The best way to lazy load entity attributes using JPA and Hibernate

Imagine having a tool that can automatically detect if you are using JPA and Hibernate properly. Hypersistence Optimizer is that tool!

Introduction

When fetching an entity, all attributes are going to be loaded as well. This is because every entity attribute is implicitly marked with the @Basic annotation whose default fetch policy is FetchType.EAGER.

However, the attribute fetch strategy can be set to FetchType.LAZY, in which case the entity attribute is loaded with a secondary select statement upon being accessed for the first time.

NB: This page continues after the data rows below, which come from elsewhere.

//! Exponential backoff with jitter.

use rand::Rng;
use std::time::Duration;

use crate::resilience::scheduler::RetryPolicy;

/// Calculate the delay that follows `attempt` (1-based).
///
/// Delay grows as `base * multiplier^(attempt - 1)`, capped at the
/// policy ceiling, with up to `jitter` fraction of random spread added
/// to decorrelate pollers.
pub fn delay_after_attempt(attempt: u32, policy: &RetryPolicy) -> Duration {
    if attempt == 0 {
        return Duration::from_millis(0);
    }

    let base_ms = policy.base_delay.as_millis() as f64;
    let factor = policy
        .multiplier
        .max(1.0)
        .powi(attempt.saturating_sub(1) as i32);
    let delay_ms = (base_ms * factor).min(policy.max_delay.as_millis() as f64);

    let jitter_ms = if policy.jitter > 0.0 {
        let spread = delay_ms * policy.jitter.clamp(0.0, 1.0);
        if spread >= 1.0 {
            rand::thread_rng().gen_range(0.0..spread)
        } else {
            0.0
        }
    } else {
        0.0
    };

    Duration::from_millis((delay_ms + jitter_ms) as u64)
}

#[cfg(test)]
mod tests {
    use super::*;

    fn policy(base_ms: u64, multiplier: f64, max_ms: u64, jitter: f64) -> RetryPolicy {
        RetryPolicy {
            max_attempts: None,
            base_delay: Duration::from_millis(base_ms),
            multiplier,
            max_delay: Duration::from_millis(max_ms),
            jitter,
            deadline: Duration::from_secs(60),
        }
    }

    #[test]
    fn test_backoff_growth() {
        let p = policy(1000, 1.5, 10_000, 0.0);
        assert_eq!(delay_after_attempt(1, &p), Duration::from_millis(1000));
        assert_eq!(delay_after_attempt(2, &p), Duration::from_millis(1500));
        assert_eq!(delay_after_attempt(3, &p), Duration::from_millis(2250));
    }

    #[test]
    fn test_backoff_ceiling() {
        let p = policy(1000, 2.0, 4000, 0.0);
        assert_eq!(delay_after_attempt(10, &p), Duration::from_millis(4000));
    }

    #[test]
    fn test_jitter_bounds() {
        let p = policy(1000, 1.0, 1000, 0.1);
        for _ in 0..50 {
            let d = delay_after_attempt(1, &p).as_millis() as u64;
            assert!((1000..1100).contains(&d), "delay {} out of jitter range", d);
        }
    }
}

@Basic(fetch = FetchType.LAZY)

This configuration alone is not sufficient because Hibernate requires bytecode instrumentation to intercept the attribute access request and issue the secondary select statement on demand.

Bytecode enhancement

When using the Maven bytecode enhancement plugin, the enableLazyInitialization configuration property must be set to true as illustrated in the following example:

<plugin>
    <groupId>org.hibernate.orm.tooling</groupId>
    <artifactId>hibernate-enhance-maven-plugin</artifactId>
    <version>${hibernate.version}</version>
    <executions>
        <execution>
            <configuration>
                <failOnError>true</failOnError>
                <enableLazyInitialization>true</enableLazyInitialization>
            </configuration>
            <goals>
                <goal>enhance</goal>
            </goals>
        </execution>
    </executions>
</plugin>

With this configuration in place, all JPA entity classes are going to be instrumented with lazy attribute fetching. This process takes place at build time, right after entity classes are compiled from their associated source files.

The attribute lazy fetching mechanism is very useful when dealing with column types that store large amounts of data (e.g. BLOB, CLOB, VARBINARY). This way, the entity can be fetched without automatically loading data from the underlying large column types, therefore improving performance.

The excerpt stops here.